Yes. I am a Nit-Twit. I’m getting better, though, and seeking online council from a variety of smut writers, beer brewers, and various other persons willing to “be friends” with me, or whatever the Tweet version of that Facebook shite is.
Anyway, I dive bomb in with an intriguing and well-thought-out answer (por supuesto). I twat, “You can always play with the when,” and “If the reader cares about the characters, there can still be suspense, even in certain death.”
I thought I was onto something. And the whole line of thought got me stuck on “On the Beach.” You know, that old school book set in a futuristic 1960-something about a group of people living in Australia following a nuclear holocaust? They are just waiting for the fallout to reach them and snuff their lives out slowly and painfully. There are people starting relationships, babies, and gardens. And offing themselves, if I remember correctly.
That was the play on “when” I was considering. It’s been a while since I read it, and it may deserve a revisit just for nostalgia’s sake. And while not the epitome of suspense, this dated book kept me reading, and crying, and wondering what will happen until the end. Now, granted, I was a nerdy little kid when I read it. Perhaps it would not strum me so hard today. Was it white-knuckle material? Not by a flower-pot, but it was moving, and thought-provoking, and stayed with me as an example of subtle horror done right.
And, while I cannot remember precisely thinking that “there must be a way for them to live” I know that I was. That is my nature. It is fiction (realistic for the time, yes) but where there is an imagination, there is always a way, no? It is the nature of the pen.

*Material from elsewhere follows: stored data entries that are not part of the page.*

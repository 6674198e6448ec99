use crate::errors::MetadataStoreError;
use crate::model::JobMetadata;
use async_trait::async_trait;
use std::time::Duration;

/// Outcome of a single `MetadataStore` mutation attempt (spec §4.4,
/// supplemented from `database_transaction_result.py`, see SPEC_FULL.md §3).
#[derive(Debug, Clone, PartialEq, Eq)]
pub enum TransactionResult {
    Success,
    Retry,
    Failed,
}

/// Durable, SQL-backed persistence for `JobMetadata` rows (spec §4.4).
/// Implementations are written per-dialect (postgres/sqlite/mysql) rather
/// than behind one generic `sqlx::Database` impl — see `src/repo/`.
#[async_trait]
pub trait MetadataStore: Send + Sync {
    async fn init(&self) -> Result<(), MetadataStoreError>;
    async fn select(&self, path: &str) -> Result<Option<JobMetadata>, MetadataStoreError>;
    async fn select_by_id(
        &self,
        id: uuid::Uuid,
    ) -> Result<Option<JobMetadata>, MetadataStoreError>;
    async fn insert(&self, metadata: &JobMetadata) -> Result<TransactionResult, MetadataStoreError>;
    async fn update(&self, metadata: &JobMetadata) -> Result<TransactionResult, MetadataStoreError>;
    async fn upsert_by_path(
        &self,
        metadata: &JobMetadata,
    ) -> Result<TransactionResult, MetadataStoreError>;
    async fn delete(&self, path: &str) -> Result<TransactionResult, MetadataStoreError>;
    async fn drop_all(&self) -> Result<(), MetadataStoreError>;
    async fn close(&self) -> Result<(), MetadataStoreError>;
}

/// Retries a `MetadataStore` mutation up to `retries` times, sleeping
/// `backoff` between attempts, per spec §4.4's
/// `database_transaction_retries` knob. Stops immediately on `Success` or
/// `Failed` (non-retryable); only `Retry` triggers another attempt.
pub async fn with_retries<F, Fut>(
    retries: u32,
    backoff: Duration,
    mut attempt: F,
) -> Result<TransactionResult, MetadataStoreError>
where
    F: FnMut() -> Fut,
    Fut: std::future::Future<Output = Result<TransactionResult, MetadataStoreError>>,
{
    for attempt_no in 0..=retries {
        match attempt().await? {
            TransactionResult::Success => return Ok(TransactionResult::Success),
            TransactionResult::Failed => return Ok(TransactionResult::Failed),
            TransactionResult::Retry => {
                if attempt_no < retries {
                    tokio::time::sleep(backoff).await;
                }
            }
        }
    }
    Err(MetadataStoreError::RetriesExhausted(format!(
        "exhausted {retries} retries"
    )))
}

#[cfg(test)]
mod tests {
    use super::*;
    use std::sync::atomic::{AtomicU32, Ordering};

    #[tokio::test]
    async fn succeeds_without_retrying_when_first_attempt_succeeds() {
        let calls = AtomicU32::new(0);
        let result = with_retries(3, Duration::from_millis(1), || {
            calls.fetch_add(1, Ordering::SeqCst);
            async { Ok(TransactionResult::Success) }
        })
        .await
        .unwrap();
        assert_eq!(result, TransactionResult::Success);
        assert_eq!(calls.load(Ordering::SeqCst), 1);
    }

    #[tokio::test]
    async fn gives_up_after_exhausting_retries() {
        let result = with_retries(2, Duration::from_millis(1), || async {
            Ok(TransactionResult::Retry)
        })
        .await;
        assert!(result.is_err());
    }

    #[tokio::test]
    async fn does_not_retry_a_terminal_failure() {
        let calls = AtomicU32::new(0);
        let result = with_retries(3, Duration::from_millis(1), || {
            calls.fetch_add(1, Ordering::SeqCst);
            async { Ok(TransactionResult::Failed) }
        })
        .await
        .unwrap();
        assert_eq!(result, TransactionResult::Failed);
        assert_eq!(calls.load(Ordering::SeqCst), 1);
    }
}
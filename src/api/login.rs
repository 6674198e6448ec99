use crate::api::ApiTags;
use crate::auth::{login, AuthError, UsersStore, AUTH_COOKIE_NAME};
use crate::config::AuthConfig;
use crate::errors::{ErrorBody, SafeDisplay};
use poem_openapi::payload::Json;
use poem_openapi::{ApiResponse, Object, OpenApi};
use std::sync::Arc;

#[derive(Debug, Clone, Object)]
pub struct LoginRequest {
    pub username: String,
    pub password: String,
}

#[derive(Debug, Clone, Object)]
pub struct LoginResponse {
    pub token: String,
    pub expires: u64,
}

#[derive(Debug, ApiResponse)]
pub enum LoginApiResponse {
    #[oai(status = 200)]
    Success(
        Json<LoginResponse>,
        #[oai(header = "Set-Cookie")] String,
    ),
    #[oai(status = 401)]
    Unauthorized(Json<ErrorBody>),
}

impl From<AuthError> for LoginApiResponse {
    fn from(err: AuthError) -> Self {
        LoginApiResponse::Unauthorized(Json(ErrorBody::new(err.to_safe_string())))
    }
}

type Result<T> = std::result::Result<T, LoginApiResponse>;

pub struct LoginApi {
    pub auth_config: Arc<AuthConfig>,
    pub users_store: Arc<dyn UsersStore>,
}

#[OpenApi(prefix_path = "/", tag = ApiTags::Login)]
impl LoginApi {
    /// Authenticates a username/password pair and issues a signed JWT,
    /// mirroring both the `Authorization: Bearer` header and an
    /// `X-Auth-Token` cookie (spec §6 `POST /users/login`).
    #[oai(path = "/users/login", method = "post", operation_id = "login")]
    async fn login(&self, body: Json<LoginRequest>) -> Result<LoginApiResponse> {
        let (token, expires) = login(
            &self.auth_config,
            self.users_store.as_ref(),
            &body.username,
            &body.password,
        )
        .await?;

        let cookie = format!(
            "{AUTH_COOKIE_NAME}=Bearer {token}; Path=/; Max-Age={}; HttpOnly",
            self.auth_config.token_ttl.as_secs()
        );
        Ok(LoginApiResponse::Success(
            Json(LoginResponse { token, expires }),
            cookie,
        ))
    }
}

#[cfg(test)]
mod tests {
    use super::*;
    use crate::auth::{InMemoryUsersStore, User};
    use poem::http::StatusCode;
    use poem::test::TestClient;
    use poem_openapi::OpenApiService;
    use std::time::Duration;

    fn test_client() -> TestClient<poem::Route> {
        let users_store = InMemoryUsersStore::new();
        users_store.insert(User {
            id: uuid::Uuid::new_v4(),
            username: "alice".to_string(),
            first_name: "Alice".to_string(),
            last_name: "A".to_string(),
            email: "alice@example.com".to_string(),
            disabled: false,
            hashed_password: "secret".to_string(),
        });
        let api = LoginApi {
            auth_config: Arc::new(AuthConfig {
                jwt_secret: "test-secret".to_string(),
                token_ttl: Duration::from_secs(3600),
            }),
            users_store: Arc::new(users_store),
        };
        let api_service = OpenApiService::new(api, "blob service API", "test");
        TestClient::new(poem::Route::new().nest("/", api_service))
    }

    #[tokio::test]
    async fn login_with_correct_password_sets_cookie() {
        let client = test_client();
        let resp = client
            .post("/users/login")
            .header("Content-Type", "application/json")
            .body(r#"{"username":"alice","password":"secret"}"#)
            .send()
            .await;
        assert_eq!(resp.0.status().as_u16(), StatusCode::OK.as_u16());
        let cookie = resp
            .0
            .headers()
            .get("set-cookie")
            .and_then(|v| v.to_str().ok())
            .unwrap()
            .to_string();
        assert!(cookie.starts_with(&format!("{AUTH_COOKIE_NAME}=Bearer ")));
    }

    #[tokio::test]
    async fn login_with_wrong_password_is_unauthorized() {
        let client = test_client();
        let resp = client
            .post("/users/login")
            .header("Content-Type", "application/json")
            .body(r#"{"username":"alice","password":"wrong"}"#)
            .send()
            .await;
        assert_eq!(resp.0.status().as_u16(), StatusCode::UNAUTHORIZED.as_u16());
    }
}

Same with stupid sequels to a movie that never should have had a second. It’s fiction. And they defy death throughout. At least in the first one, two characters survive, right? My memory of that film is as foggy as “On the Beach,” but the hero and heroine make it, right?
Until next time when they are reborn with different faces and suffer most disturbingly for denying death his just cheese cake.
Well, the twitterer seemed to think the whole “when” thing was invalid and reminded me that he was referring to a specific blog post
(Yes; I am a twitter douche bag. So don’t friend me if you think I am not worthy of following your book’s rise to mediocrity or your “too adorable for words” cat photos).
The tweeter added, within his allotted character count, to say that I was correct about the “caring about the character” part. Unfortunately, that was the entire point of his post. So no points for me. And no one cares about the Final D 2011 characters, although people will still, apparently, pay money to see them in the theaters.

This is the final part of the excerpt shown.